The coupons, while offering patients a good and predictable price, signal that the U.S. healthcare system is broken, according to Paul Ketchel,  founder of MDsave, a site that offers discount price vouchers to patients. 

Mr. Ketchel said that the use of Groupons and the success of his own company reflect the general lack of price transparency in the industry and the growing cost responsibility placed on patients. 
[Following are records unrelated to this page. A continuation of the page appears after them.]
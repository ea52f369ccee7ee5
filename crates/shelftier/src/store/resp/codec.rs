//! RESP2 (REdis Serialization Protocol) frames
//!
//! Incremental parser: [`RespValue::parse`] returns `Ok(None)` until a whole
//! frame is buffered and only then consumes its bytes.

use std::io::Cursor;

use bytes::{Buf, BufMut, BytesMut};

/// Maximum bulk string size (512MB)
const MAX_BULK_STRING_SIZE: usize = 512 * 1024 * 1024;

/// Maximum array size (1M elements)
const MAX_ARRAY_SIZE: usize = 1024 * 1024;

/// Malformed RESP input
#[derive(Debug, Clone, PartialEq, Eq, thiserror::Error)]
pub enum FrameError {
    /// First byte is not a RESP type marker
    #[error("unknown RESP type byte {0:#04x}")]
    UnknownType(u8),
    /// A length or integer line did not parse
    #[error("invalid number `{0}`")]
    InvalidNumber(String),
    /// A simple string or error line is not UTF-8
    #[error("invalid UTF-8 in line")]
    InvalidUtf8,
    /// Bulk string larger than the limit
    #[error("bulk string too large: {0} bytes")]
    BulkTooLarge(usize),
    /// Array longer than the limit
    #[error("array too large: {0} elements")]
    ArrayTooLarge(usize),
    /// Bulk payload not followed by CRLF
    #[error("expected CRLF after bulk string")]
    MissingCrlf,
}

type ParseResult = Result<Option<RespValue>, FrameError>;

/// RESP data types
#[derive(Debug, Clone, PartialEq)]
pub enum RespValue {
    /// Simple string: +OK\r\n
    SimpleString(String),
    /// Error: -Error message\r\n
    Error(String),
    /// Integer: :1000\r\n
    Integer(i64),
    /// Bulk string: $6\r\nfoobar\r\n
    BulkString(Option<Vec<u8>>),
    /// Array: *2\r\n$3\r\nfoo\r\n$3\r\nbar\r\n
    Array(Option<Vec<RespValue>>),
}

impl RespValue {
    /// Build a command frame: an array of bulk strings
    pub fn command<I, A>(args: I) -> Self
    where
        I: IntoIterator<Item = A>,
        A: Into<Vec<u8>>,
    {
        RespValue::Array(Some(
            args.into_iter()
                .map(|arg| RespValue::BulkString(Some(arg.into())))
                .collect(),
        ))
    }

    /// Append the wire form to `out`
    pub fn write_to(&self, out: &mut BytesMut) {
        match self {
            RespValue::SimpleString(s) => write_line(out, b'+', s.as_bytes()),
            RespValue::Error(e) => write_line(out, b'-', e.as_bytes()),
            RespValue::Integer(i) => write_line(out, b':', i.to_string().as_bytes()),
            RespValue::BulkString(None) => out.put_slice(b"$-1\r\n"),
            RespValue::BulkString(Some(data)) => {
                write_line(out, b'$', data.len().to_string().as_bytes());
                out.put_slice(data);
                out.put_slice(b"\r\n");
            }
            RespValue::Array(None) => out.put_slice(b"*-1\r\n"),
            RespValue::Array(Some(items)) => {
                write_line(out, b'*', items.len().to_string().as_bytes());
                for item in items {
                    item.write_to(out);
                }
            }
        }
    }

    /// Serialize to RESP format
    pub fn serialize(&self) -> Vec<u8> {
        let mut out = BytesMut::new();
        self.write_to(&mut out);
        out.to_vec()
    }

    /// Parse one frame from the front of `buf`
    pub fn parse(buf: &mut BytesMut) -> ParseResult {
        if buf.is_empty() {
            return Ok(None);
        }

        let mut cursor = Cursor::new(&buf[..]);
        let value = parse_value(&mut cursor)?;
        if value.is_some() {
            let consumed = cursor.position() as usize;
            buf.advance(consumed);
        }
        Ok(value)
    }

    /// Payload of a bulk string, if this is one
    pub fn as_bulk(&self) -> Option<&[u8]> {
        match self {
            RespValue::BulkString(Some(data)) => Some(data),
            _ => None,
        }
    }
}

fn write_line(out: &mut BytesMut, marker: u8, body: &[u8]) {
    out.put_u8(marker);
    out.put_slice(body);
    out.put_slice(b"\r\n");
}

fn parse_value(cursor: &mut Cursor<&[u8]>) -> ParseResult {
    if !cursor.has_remaining() {
        return Ok(None);
    }

    match cursor.get_u8() {
        b'+' => Ok(read_text(cursor)?.map(RespValue::SimpleString)),
        b'-' => Ok(read_text(cursor)?.map(RespValue::Error)),
        b':' => Ok(read_number(cursor)?.map(RespValue::Integer)),
        b'$' => parse_bulk_string(cursor),
        b'*' => parse_array(cursor),
        other => Err(FrameError::UnknownType(other)),
    }
}

fn parse_bulk_string(cursor: &mut Cursor<&[u8]>) -> ParseResult {
    let len = match read_number(cursor)? {
        Some(len) => len,
        None => return Ok(None),
    };
    if len < 0 {
        return Ok(Some(RespValue::BulkString(None)));
    }

    let len = len as usize;
    if len > MAX_BULK_STRING_SIZE {
        return Err(FrameError::BulkTooLarge(len));
    }
    if cursor.remaining() < len + 2 {
        return Ok(None);
    }

    let mut data = vec![0u8; len];
    cursor.copy_to_slice(&mut data);
    if cursor.get_u8() != b'\r' || cursor.get_u8() != b'\n' {
        return Err(FrameError::MissingCrlf);
    }

    Ok(Some(RespValue::BulkString(Some(data))))
}

fn parse_array(cursor: &mut Cursor<&[u8]>) -> ParseResult {
    let len = match read_number(cursor)? {
        Some(len) => len,
        None => return Ok(None),
    };
    if len < 0 {
        return Ok(Some(RespValue::Array(None)));
    }

    let len = len as usize;
    if len > MAX_ARRAY_SIZE {
        return Err(FrameError::ArrayTooLarge(len));
    }

    let mut items = Vec::with_capacity(len);
    for _ in 0..len {
        match parse_value(cursor)? {
            Some(item) => items.push(item),
            None => return Ok(None),
        }
    }

    Ok(Some(RespValue::Array(Some(items))))
}

fn read_text(cursor: &mut Cursor<&[u8]>) -> Result<Option<String>, FrameError> {
    match read_line(cursor) {
        Some(line) => String::from_utf8(line.to_vec())
            .map(Some)
            .map_err(|_| FrameError::InvalidUtf8),
        None => Ok(None),
    }
}

fn read_number(cursor: &mut Cursor<&[u8]>) -> Result<Option<i64>, FrameError> {
    let line = match read_line(cursor) {
        Some(line) => line,
        None => return Ok(None),
    };
    let text = std::str::from_utf8(line).map_err(|_| FrameError::InvalidUtf8)?;
    text.parse::<i64>()
        .map(Some)
        .map_err(|_| FrameError::InvalidNumber(text.to_string()))
}

/// Next CRLF-terminated line, without the terminator
fn read_line<'a>(cursor: &mut Cursor<&'a [u8]>) -> Option<&'a [u8]> {
    let data: &'a [u8] = *cursor.get_ref();
    let start = cursor.position() as usize;
    let end = start + data[start..].windows(2).position(|window| window == b"\r\n")?;
    cursor.set_position((end + 2) as u64);
    Some(&data[start..end])
}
Supporters of medical Groupons say they offer patients cost-saving deals, more pricing transparency and control over their healthcare bills. Without the coupons, they would have to comparison shop among several hospitals and outpatient providers. 

But using Groupons for healthcare may also pose risks, Andrew Bierhals, PhD, a radiology safety expert at St. Louis-based Washington University told Kaiser Health News. 

Dr. Bierhals warned that the deals may be leading patients to spend money on tests that expose them to radiation and may be unnecessary.  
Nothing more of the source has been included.